1. Dasar dari pemikiran tentang keyakinan akan adanya sang juru selamat dunia di akhir zaman dan yang akan mendirikan pemerintahan Ilahi yang adil yang mampu merealisasikan kebahagian bagi umat manusia seluruhnya adalah bersumber dari benih fitrah manusia yang menginginkan adanya kesempurnaan. Oleh karena itu, kita dapat memperhatikan di berbagai pemikiran yang ada pada manusia, meskipun orang-orang materialis, akan kepastian terwujudnya hari yang dijanjikan. Adapun pemikiran ini secara agama, terkumpul dalam kemutawatiran berita-berita gembira dari langit yang termuat dalam kitab-kitab suci agama-agama tersebut. Dengan demikian, kita tidak dapat menerima pendapat orang-orang orientalis yang menyatakan bahwa pemikiran atau keyakinan ini adalah pemikiran dan keyakinan yang bersumber pada khurafat (kebohongan) dan hikayat kosong.

2. Pendapat mengenai adanya al-Mahdi yang dijanjikan kemunculannya dan kegaibannya—yang diyakini oleh mazhab Ahlulbait as dan berbeda dengan keyakinan Ahlusunnah mengenai al-Mahdi—tidaklah aneh dalam pemikiran manusia yang menilai bahwa seorang juru selamat dunia hendaknya memiliki umur yang panjang. Terlebih-lebih dalam pemikiran agama yang menilai bahwa keyakinan pada sang juru selamat dunia dengan keyakinan akan kemunculan beliau setelah kegaibannya sangat dekat. Bahkan, sejarah para nabi membuktikan dan menguatkan pendapat ini.

3. Kesepakatan agama-agama langit tentang keyakinan pada sang juru selamat dunia dan kegaibannya sebelum kemunculannya menimbulkan perbedaan yang tajam mengenai sosok pribadi beliau. Perbedaan ini disebabkan beberapa faktor di antaranya:

- Kabar gembira yang dimuat dalam kitab-kitab suci mengenai al-Mahdi membicarakan sebuah permasalahan yang gaib. Secara alamiah manusia memiliki keinginan untuk merealisasikan hakikat-hakikat yang gaib pada hal-hal yang mampu diindra dan dapat diketahui.

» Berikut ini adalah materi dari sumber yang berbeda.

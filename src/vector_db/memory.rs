//! In-process vector index

use std::collections::HashMap;

use async_trait::async_trait;
use tokio::sync::RwLock;
use tracing::debug;

use super::{IndexEntry, Neighbor, VectorIndex};
use crate::embeddings::cosine_similarity;
use crate::{Error, Result};

#[derive(Debug, Default)]
struct Collection {
    dimension: usize,
    entries: Vec<IndexEntry>,
}

/// Brute-force cosine index; contents live as long as the process.
#[derive(Debug, Default)]
pub struct MemoryIndex {
    collections: RwLock<HashMap<String, Collection>>,
}

impl MemoryIndex {
    pub fn new() -> Self {
        Self::default()
    }
}

#[async_trait]
impl VectorIndex for MemoryIndex {
    async fn collection_exists(&self, name: &str) -> Result<bool> {
        Ok(self.collections.read().await.contains_key(name))
    }

    async fn create_collection(&self, name: &str, dimension: usize) -> Result<()> {
        let mut collections = self.collections.write().await;
        collections.entry(name.to_string()).or_insert_with(|| {
            debug!(collection = name, dimension, "Creating in-memory collection");
            Collection {
                dimension,
                entries: Vec::new(),
            }
        });
        Ok(())
    }

    async fn add(&self, name: &str, entries: Vec<IndexEntry>) -> Result<usize> {
        let mut collections = self.collections.write().await;
        let collection = collections
            .get_mut(name)
            .ok_or_else(|| Error::VectorStoreError(format!("Unknown collection '{}'", name)))?;

        if let Some(bad) = entries
            .iter()
            .find(|e| e.embedding.len() != collection.dimension)
        {
            return Err(Error::VectorStoreError(format!(
                "Entry '{}' has dimension {}, collection '{}' expects {}",
                bad.id,
                bad.embedding.len(),
                name,
                collection.dimension
            )));
        }

        let added = entries.len();
        for entry in entries {
            match collection.entries.iter_mut().find(|e| e.id == entry.id) {
                Some(existing) => *existing = entry,
                None => collection.entries.push(entry),
            }
        }

        Ok(added)
    }

    async fn query(&self, name: &str, embedding: &[f32], k: usize) -> Result<Vec<Neighbor>> {
        let collections = self.collections.read().await;
        let collection = collections
            .get(name)
            .ok_or_else(|| Error::VectorStoreError(format!("Unknown collection '{}'", name)))?;

        let mut scored: Vec<Neighbor> = collection
            .entries
            .iter()
            .map(|e| Neighbor {
                id: e.id.clone(),
                document: e.document.clone(),
                metadata: e.metadata.clone(),
                score: cosine_similarity(embedding, &e.embedding),
            })
            .collect();

        // Stable sort keeps insertion order among equal scores
        scored.sort_by(|a, b| b.score.total_cmp(&a.score));
        scored.truncate(k);
        Ok(scored)
    }

    async fn count(&self, name: &str) -> Result<usize> {
        Ok(self
            .collections
            .read()
            .await
            .get(name)
            .map(|c| c.entries.len())
            .unwrap_or(0))
    }
}
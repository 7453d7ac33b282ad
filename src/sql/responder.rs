//! Question → SQL → rows → narrated answer

use std::sync::Arc;

use tracing::{debug, info, warn};

use super::extract::{extract_sql, SelectQuery};
use super::narration::{render_product_list, with_discount_text, NO_MATCHING_PRODUCTS};
use super::store::{ProductRecord, ProductStore, Record};
use crate::config::{Config, DEFAULT_TEMPERATURE, NARRATION_MAX_TOKENS, SQL_MAX_TOKENS};
use crate::integrations::{ChatMessage, CompletionRequest, LanguageModel};
use crate::prompts::Prompt;
use crate::{Error, Result};

/// Answer plus the query that produced it.
#[derive(Debug, Clone, PartialEq)]
pub struct SqlAnswer {
    pub query: SelectQuery,
    pub row_count: usize,
    pub text: String,
}

pub struct SqlResponder {
    llm: Arc<dyn LanguageModel>,
    store: ProductStore,
    model: String,
    temperature: f32,
    sql_max_tokens: u32,
    narration_max_tokens: u32,
    synthesis_prompt: String,
    narration_prompt: String,
}

impl SqlResponder {
    pub fn new(llm: Arc<dyn LanguageModel>, store: ProductStore, model: impl Into<String>) -> Self {
        Self {
            llm,
            store,
            model: model.into(),
            temperature: DEFAULT_TEMPERATURE,
            sql_max_tokens: SQL_MAX_TOKENS,
            narration_max_tokens: NARRATION_MAX_TOKENS,
            synthesis_prompt: Prompt::SqlSynthesis.text(),
            narration_prompt: Prompt::Narration.text(),
        }
    }

    pub fn from_config(llm: Arc<dyn LanguageModel>, config: &Config) -> Self {
        let mut responder = Self::new(llm, ProductStore::new(&config.db_path), &config.model);
        responder.temperature = config.temperature;
        responder.sql_max_tokens = config.sql_max_tokens;
        responder.narration_max_tokens = config.narration_max_tokens;
        responder
    }

    pub fn store(&self) -> &ProductStore {
        &self.store
    }

    /// Ask the model for a query and pass it through the `SELECT` gate.
    pub async fn synthesize(&self, question: &str) -> Result<SelectQuery> {
        let request = CompletionRequest::new(
            &self.model,
            vec![
                ChatMessage::system(&self.synthesis_prompt),
                ChatMessage::user(question),
            ],
        )
        .temperature(self.temperature)
        .max_tokens(self.sql_max_tokens);

        let reply = self.llm.complete(request).await?;
        let sql = extract_sql(&reply).into_result().inspect_err(|_| {
            warn!("No <SQL> tags found in model reply");
        })?;
        debug!(sql = %sql, "Generated SQL");

        SelectQuery::parse(&sql).inspect_err(|_| warn!(sql = %sql, "Refused non-SELECT query"))
    }

    pub async fn execute(&self, query: &SelectQuery) -> Result<Vec<Record>> {
        self.store.execute(query).await
    }

    /// Turn rows into a reply. Empty rows never reach the model.
    pub async fn narrate(&self, question: &str, rows: &[Record]) -> Result<String> {
        if rows.is_empty() {
            return Ok(NO_MATCHING_PRODUCTS.to_string());
        }

        let data = serde_json::to_string(&with_discount_text(rows))?;
        let request = CompletionRequest::new(
            &self.model,
            vec![
                ChatMessage::system(&self.narration_prompt),
                ChatMessage::user(format!("Question: {}\nData: {}", question, data)),
            ],
        )
        .temperature(self.temperature)
        .max_tokens(self.narration_max_tokens);

        let failure = match self.llm.complete(request).await {
            Ok(text) if !text.trim().is_empty() => return Ok(text.trim().to_string()),
            Ok(_) => Error::LlmError("Empty narration".to_string()),
            Err(err) => err,
        };

        let products: Vec<ProductRecord> =
            rows.iter().filter_map(ProductRecord::from_record).collect();
        if products.len() == rows.len() {
            warn!(error = %failure, "Narration failed, rendering product list locally");
            return Ok(render_product_list(&products));
        }
        Err(failure)
    }

    pub async fn answer(&self, question: &str) -> Result<String> {
        Ok(self.answer_detailed(question).await?.text)
    }

    pub async fn answer_detailed(&self, question: &str) -> Result<SqlAnswer> {
        let query = self.synthesize(question).await?;
        let rows = self.execute(&query).await?;
        info!(rows = rows.len(), "Product query returned");

        let text = self.narrate(question, &rows).await?;
        Ok(SqlAnswer {
            query,
            row_count: rows.len(),
            text,
        })
    }
}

- Fanatisme agama atau aliran dan keinginan memiliki kebanggaan untuk berperan penting dalam peran sejarah seperti ini mendorong para pengikut seluruh aliran dan agama menakwilkan berita gembira tersebut atau mencampuradukkannya dengan berita-berita gembira lainnya mengenai nabi atau washi tertentu selain sang juru selamat dunia ataupun melakukan penyimpangan agar dapat diterapkan pada karakter atau sifat-sifat yang disebutkan pada pemimpin mereka atau simbol-simbol keyakinan mereka. Dengan demikian, perbedaan timbul disebabkan kesalahan penafsiran dan penerapan berita-berita gembira langit, bukan kekeliruan pada berita-berita gembira itu sendiri.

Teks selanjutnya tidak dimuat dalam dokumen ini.